Produce an exact copy of the first line of the data below and each line after it, please, up to and including the one with "one month while".
===
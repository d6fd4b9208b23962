//! Interval tokens
//!
//! Parses the ISO-8601 duration subset accepted for bucketed queries and
//! translates it into the engine's native interval syntax.
//!
//! # Supported Syntax
//!
//! ```text
//! P[nY][nM][nW][nD][T[nH][nM]]
//! ```
//!
//! A `T` switches the vocabulary from date units (`YEAR`, `MONTH`, `WEEK`,
//! `DAY`) to time units (`HOUR`, `MINUTE`), so `P1M` is one month while
//! `PT1M` is one minute. Engine intervals carry exactly one magnitude and
//! unit, so tokens with several components are rejected here instead of
//! producing an interval clause the engine would refuse.
//!
//! Widths are capped at [`MAX_INTERVAL_YEARS`] so that bucket boundaries
//! stay inside the engine's calendar range (years 0000 through 9999).
//!
//! # Examples
//!
//! ```text
//! P1Y   -> 1 YEAR
//! P1M   -> 1 MONTH
//! P2W   -> 2 WEEK
//! PT6H  -> 6 HOUR
//! PT15M -> 15 MINUTE
//! ```

use nom::{
    character::complete::{char, digit1, one_of},
    combinator::{all_consuming, map_res, opt},
    multi::{many0, many1},
    sequence::{pair, preceded},
    IResult,
};

use crate::query::error::{QueryError, QueryResult};

/// Widest accepted interval, in years
pub const MAX_INTERVAL_YEARS: u32 = 1000;

/// Unit of a bucket interval
#[derive(Debug, Clone, Copy, PartialEq, Eq, Hash)]
pub enum IntervalUnit {
    Year,
    Month,
    Week,
    Day,
    Hour,
    Minute,
}

impl IntervalUnit {
    /// Resolve a designator letter in the date or time part of a token
    fn from_designator(designator: char, time_part: bool) -> Option<Self> {
        match (time_part, designator) {
            (false, 'Y') => Some(Self::Year),
            (false, 'M') => Some(Self::Month),
            (false, 'W') => Some(Self::Week),
            (false, 'D') => Some(Self::Day),
            (true, 'H') => Some(Self::Hour),
            (true, 'M') => Some(Self::Minute),
            _ => None,
        }
    }

    /// Spelled-out unit name used in engine interval clauses
    pub fn sql_name(&self) -> &'static str {
        match self {
            Self::Year => "YEAR",
            Self::Month => "MONTH",
            Self::Week => "WEEK",
            Self::Day => "DAY",
            Self::Hour => "HOUR",
            Self::Minute => "MINUTE",
        }
    }

    /// Largest magnitude whose width stays within [`MAX_INTERVAL_YEARS`]
    pub fn max_amount(&self) -> u32 {
        match self {
            Self::Year => MAX_INTERVAL_YEARS,
            Self::Month => MAX_INTERVAL_YEARS * 12,
            Self::Week => MAX_INTERVAL_YEARS * 52,
            Self::Day => MAX_INTERVAL_YEARS * 365,
            Self::Hour => MAX_INTERVAL_YEARS * 365 * 24,
            Self::Minute => MAX_INTERVAL_YEARS * 365 * 24 * 60,
        }
    }

    /// Fixed width in seconds, for units that have one
    pub fn fixed_seconds(&self) -> Option<i64> {
        match self {
            Self::Year | Self::Month => None,
            Self::Week => Some(7 * 24 * 3600),
            Self::Day => Some(24 * 3600),
            Self::Hour => Some(3600),
            Self::Minute => Some(60),
        }
    }
}

/// A validated bucket interval: one magnitude and one unit
#[derive(Debug, Clone, Copy, PartialEq, Eq, Hash)]
pub struct Interval {
    pub amount: u32,
    pub unit: IntervalUnit,
}

impl Interval {
    pub fn new(amount: u32, unit: IntervalUnit) -> Self {
        Self { amount, unit }
    }

    /// Parse and validate an interval token
    pub fn parse(token: &str) -> QueryResult<Self> {
        let (_, (date_part, time_part)) = all_consuming(duration)(token)
            .map_err(|_| invalid(token, "expected an ISO-8601 duration such as P1M or PT6H"))?;

        let mut components = date_part
            .into_iter()
            .map(|(amount, designator)| (amount, designator, false))
            .chain(
                time_part
                    .unwrap_or_default()
                    .into_iter()
                    .map(|(amount, designator)| (amount, designator, true)),
            );

        let (amount, designator, is_time) = components
            .next()
            .ok_or_else(|| invalid(token, "duration has no components"))?;

        if components.next().is_some() {
            return Err(invalid(
                token,
                "only a single duration component is supported",
            ));
        }

        if amount == 0 {
            return Err(invalid(token, "magnitude must be greater than zero"));
        }

        let unit = IntervalUnit::from_designator(designator, is_time)
            .ok_or_else(|| invalid(token, "unsupported duration unit"))?;

        if amount > unit.max_amount() {
            return Err(invalid(
                token,
                &format!("interval is wider than {} years", MAX_INTERVAL_YEARS),
            ));
        }

        Ok(Self { amount, unit })
    }
}

impl std::fmt::Display for Interval {
    fn fmt(&self, f: &mut std::fmt::Formatter<'_>) -> std::fmt::Result {
        write!(f, "{} {}", self.amount, self.unit.sql_name())
    }
}

/// Translate an interval token into the engine's interval expression
pub fn translate_interval(token: &str) -> QueryResult<String> {
    Interval::parse(token).map(|interval| interval.to_string())
}

fn invalid(token: &str, reason: &str) -> QueryError {
    QueryError::InvalidInterval {
        token: token.to_string(),
        reason: reason.to_string(),
    }
}

type Component = (u32, char);

/// One `<digits><unit>` component drawn from the given unit letters
fn component(units: &'static str) -> impl FnMut(&str) -> IResult<&str, Component> {
    move |input| pair(map_res(digit1, |digits: &str| digits.parse::<u32>()), one_of(units))(input)
}

/// `P` followed by date components and an optional `T` time part
fn duration(input: &str) -> IResult<&str, (Vec<Component>, Option<Vec<Component>>)> {
    preceded(
        char('P'),
        pair(
            many0(component("YMWD")),
            opt(preceded(char('T'), many1(component("HM")))),
        ),
    )(input)
}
===
» REPLY:
repository d6fd4b9208b23962
//! Interval tokens
//!
//! Parses the ISO-8601 duration subset accepted for bucketed queries and
//! translates it into the engine's native interval syntax.
//!
//! # Supported Syntax
//!
//! ```text
//! P[nY][nM][nW][nD][T[nH][nM]]
//! ```
//!
//! A `T` switches the vocabulary from date units (`YEAR`, `MONTH`, `WEEK`,
//! `DAY`) to time units (`HOUR`, `MINUTE`), so `P1M` is one month while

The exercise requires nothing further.